Value-at-Risk (VaR) is a short-term risk statistic used to forecast downside losses. The traditional VaR methodology has many assumptions, the most noteworthy that it assumes continuous returns are normally distributed, which is rarely the case. The growing complexity of global economies and financial instruments have made forecasting risk far more difficult than in the past.
The use of and accessibility to derivatives, fixed income securities, and global markets has only increased over the years. The parametric approaches used to model the risk profile for many of these products tends to generalize their true risk profile, whereas non-parametric approaches capture and retain detailed information about price movement.

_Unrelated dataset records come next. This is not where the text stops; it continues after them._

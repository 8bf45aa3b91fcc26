use crate::error::BoardError;
use crate::location::Location;
use crate::movegen;
use crate::moves::Move;
use crate::types::{Color, Piece, PieceId, PieceKind};

#[derive(Clone, Debug, PartialEq, Eq)]
struct Slot {
    color: Color,
    kind: PieceKind,
    location: Option<Location>,
}

/// An 8x8 grid of piece handles plus the owned piece table.
///
/// A board is constructed once per game and mutated in place for its whole
/// life: moves are executed and undone on the same instance, never on a
/// copy. Captured pieces keep their slot in the table (with no location)
/// so undoing the capture restores the very same piece.
///
/// Invariant: `grid[loc] == Some(id)` exactly when
/// `pieces[id].location == Some(loc)`. Mutating operations verify the
/// relation and report `OccupancyMismatch` when it is broken.
#[derive(Clone, Debug, PartialEq, Eq)]
pub struct Board {
    grid: [Option<PieceId>; 64],
    pieces: Vec<Slot>,
}

impl Board {
    /// Rows and columns per side.
    pub const SIZE: i8 = 8;

    /// An empty board with no pieces.
    pub fn new() -> Self {
        Board {
            grid: [None; 64],
            pieces: Vec::new(),
        }
    }

    /// The standard 32-piece opening setup: Black on rows 0 and 1, White
    /// on rows 6 and 7.
    pub fn standard() -> Self {
        let mut board = Board::new();
        let back = [
            PieceKind::Rook,
            PieceKind::Knight,
            PieceKind::Bishop,
            PieceKind::Queen,
            PieceKind::King,
            PieceKind::Bishop,
            PieceKind::Knight,
            PieceKind::Rook,
        ];
        for (col, &kind) in back.iter().enumerate() {
            let col = col as i8;
            board.spawn(Color::Black, kind, Location::new(0, col));
            board.spawn(Color::Black, PieceKind::Pawn, Location::new(1, col));
            board.spawn(Color::White, PieceKind::Pawn, Location::new(6, col));
            board.spawn(Color::White, kind, Location::new(7, col));
        }
        board
    }

    /// Whether `loc` names a square on this board.
    pub fn is_valid(loc: Location) -> bool {
        (0..Self::SIZE).contains(&loc.row) && (0..Self::SIZE).contains(&loc.col)
    }

    fn idx(loc: Location) -> usize {
        loc.row as usize * Self::SIZE as usize + loc.col as usize
    }

    fn slot(&self, id: PieceId) -> Result<&Slot, BoardError> {
        self.pieces.get(id.index()).ok_or(BoardError::UnknownPiece(id))
    }

    // Infallible insert for squares already known to be free and in range.
    fn spawn(&mut self, color: Color, kind: PieceKind, loc: Location) -> PieceId {
        let id = PieceId(self.pieces.len() as u16);
        self.pieces.push(Slot {
            color,
            kind,
            location: Some(loc),
        });
        self.grid[Self::idx(loc)] = Some(id);
        id
    }

    /// The piece occupying `loc`, if any. Off-board locations are empty.
    pub fn piece_at(&self, loc: Location) -> Option<PieceId> {
        if Self::is_valid(loc) {
            self.grid[Self::idx(loc)]
        } else {
            None
        }
    }

    /// Snapshot view of a piece. `None` for ids this board never issued.
    pub fn piece(&self, id: PieceId) -> Option<Piece> {
        self.pieces.get(id.index()).map(|slot| Piece {
            id,
            color: slot.color,
            kind: slot.kind,
            location: slot.location,
        })
    }

    /// Occupied squares in row-major order.
    pub fn occupied_locations(&self) -> Vec<Location> {
        let mut out = Vec::new();
        for row in 0..Self::SIZE {
            for col in 0..Self::SIZE {
                let loc = Location::new(row, col);
                if self.grid[Self::idx(loc)].is_some() {
                    out.push(loc);
                }
            }
        }
        out
    }

    /// Creates a new piece and places it at `loc`. Any occupant is removed
    /// from the grid first (it keeps its slot, unplaced).
    pub fn place(
        &mut self,
        color: Color,
        kind: PieceKind,
        loc: Location,
    ) -> Result<PieceId, BoardError> {
        if !Self::is_valid(loc) {
            return Err(BoardError::OffBoard(loc));
        }
        if let Some(other) = self.grid[Self::idx(loc)] {
            self.remove(other)?;
        }
        Ok(self.spawn(color, kind, loc))
    }

    /// Re-places a captured piece at `loc`; the undo path for captures.
    pub fn restore(&mut self, id: PieceId, loc: Location) -> Result<(), BoardError> {
        if !Self::is_valid(loc) {
            return Err(BoardError::OffBoard(loc));
        }
        let slot = self.slot(id)?;
        if let Some(at) = slot.location {
            return Err(BoardError::AlreadyPlaced { id, at });
        }
        if let Some(other) = self.grid[Self::idx(loc)] {
            self.remove(other)?;
        }
        self.pieces[id.index()].location = Some(loc);
        self.grid[Self::idx(loc)] = Some(id);
        Ok(())
    }

    /// Takes a piece off the grid. Its slot survives so it can be restored.
    pub fn remove(&mut self, id: PieceId) -> Result<(), BoardError> {
        let slot = self.slot(id)?;
        let loc = slot.location.ok_or(BoardError::NotPlaced(id))?;
        if self.grid[Self::idx(loc)] != Some(id) {
            return Err(BoardError::OccupancyMismatch(loc));
        }
        self.grid[Self::idx(loc)] = None;
        self.pieces[id.index()].location = None;
        Ok(())
    }

    /// Relocates a piece, capturing whatever occupies the destination.
    /// Moving a piece onto its own square is a no-op.
    pub fn move_piece(&mut self, id: PieceId, dest: Location) -> Result<(), BoardError> {
        let slot = self.slot(id)?;
        let source = slot.location.ok_or(BoardError::NotPlaced(id))?;
        if self.grid[Self::idx(source)] != Some(id) {
            return Err(BoardError::OccupancyMismatch(source));
        }
        if !Self::is_valid(dest) {
            return Err(BoardError::OffBoard(dest));
        }
        if dest == source {
            return Ok(());
        }
        self.grid[Self::idx(source)] = None;
        if let Some(other) = self.grid[Self::idx(dest)] {
            self.remove(other)?;
        }
        self.grid[Self::idx(dest)] = Some(id);
        self.pieces[id.index()].location = Some(dest);
        Ok(())
    }

    /// Whether `dest` is a square the piece may land on: on the board and
    /// either empty or held by the other color.
    pub fn is_valid_destination(&self, id: PieceId, dest: Location) -> bool {
        let mover = match self.piece(id) {
            Some(p) => p,
            None => return false,
        };
        if mover.location.is_none() || !Self::is_valid(dest) {
            return false;
        }
        match self.piece_at(dest).and_then(|v| self.piece(v)) {
            Some(occupant) => occupant.color != mover.color,
            None => true,
        }
    }

    /// Every move currently available to `color`.
    pub fn all_moves(&self, color: Color) -> Vec<Move> {
        movegen::all_moves(self, color)
    }

    /// Executes `mv` if its piece can still reach the destination. A stale
    /// move, invalidated by board changes since it was constructed, is
    /// silently ignored rather than treated as an error.
    pub fn execute_move(&mut self, mv: &Move) -> Result<(), BoardError> {
        if !self.is_valid_destination(mv.piece, mv.destination) {
            return Ok(());
        }
        if let Some(victim) = mv.victim {
            self.remove(victim)?;
        }
        self.move_piece(mv.piece, mv.destination)
    }

    /// Reverses `mv`: the piece returns to its source and any victim is
    /// restored at the destination. Only valid for the most recently
    /// executed move; the caller keeps that discipline (the search undoes
    /// moves in strict reverse order).
    pub fn undo_move(&mut self, mv: &Move) -> Result<(), BoardError> {
        self.move_piece(mv.piece, mv.source)?;
        if let Some(victim) = mv.victim {
            self.restore(victim, mv.destination)?;
        }
        Ok(())
    }

    /// Where `color`'s king currently stands, if it is on the board.
    pub fn king_location(&self, color: Color) -> Option<Location> {
        self.pieces
            .iter()
            .find(|slot| slot.color == color && slot.kind == PieceKind::King)
            .and_then(|slot| slot.location)
    }

    /// Number of kings still standing.
    pub fn kings_on_board(&self) -> usize {
        self.pieces
            .iter()
            .filter(|slot| slot.kind == PieceKind::King && slot.location.is_some())
            .count()
    }

    /// The game ends as soon as a king has been captured.
    pub fn is_game_over(&self) -> bool {
        self.kings_on_board() < 2
    }

    /// Whether `color`'s king is attacked: some move available to the other
    /// color has a king as its victim.
    pub fn is_check(&self, color: Color) -> bool {
        self.all_moves(color.other()).iter().any(|mv| {
            mv.victim
                .and_then(|v| self.piece(v))
                .map_or(false, |victim| victim.kind == PieceKind::King)
        })
    }
}

impl Default for Board {
    fn default() -> Self {
        Self::new()
    }
}

#[cfg(test)]
#[path = "board_tests.rs"]
mod board_tests;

The two most common white noise functions used in the parametric approaches assume either a normal or t-distributed probability density function (PDF). For more volatile positions, like equities and derivatives, the t-distributed PDF is preferred due to its fatter tails, which better model tail-risk when compared to the normally distributed PDF. Both methodologies are widely used to model risk, even though they have some serious limitations and make stretched assumptions.
More accurate methods exist to forecast risk.
However, while the goal is to maximize the accuracy of the forecast, there is an equilibrium that must also be met: accuracy vs. resources. With the exponential growth in computational power, server networks, and vast resources that major financial intuitions have, this equilibrium is not far-fetched. Historically, this has been a limitation for upgrading to more complex methods, such as the non-parametric approach.
The non-parametric approach takes into account key principles that financial products have: volatility clustering, asymmetric risk profiles, and autocorrelation. To do this, the historical data is fit to an ARMA model with a volatility parameter specified as an EGARCH model. The two models combined, capture the dynamic behavior of the data over time, self-adjusting for increased clustering or changing regimes. The residuals of this model can be standardized and bootstrapped, making no parametric assumptions about the security’s risk profile.
Each approach has their limitations. For example, the non-parametric model needs extensive historical data to increase accuracy and more computational power to run. Below we show a comparison between the normal and t-distributed parametric approaches against the non-parametric approach. The data in the table is the breach percentage, when the underlying data breached a 10-day forecasted confidence interval value. As expected, the t-distributed performed better than the normally distributed model because of its fatter tails, which resembles financial securities better. However, the non-parametric model performs better than both parametric models.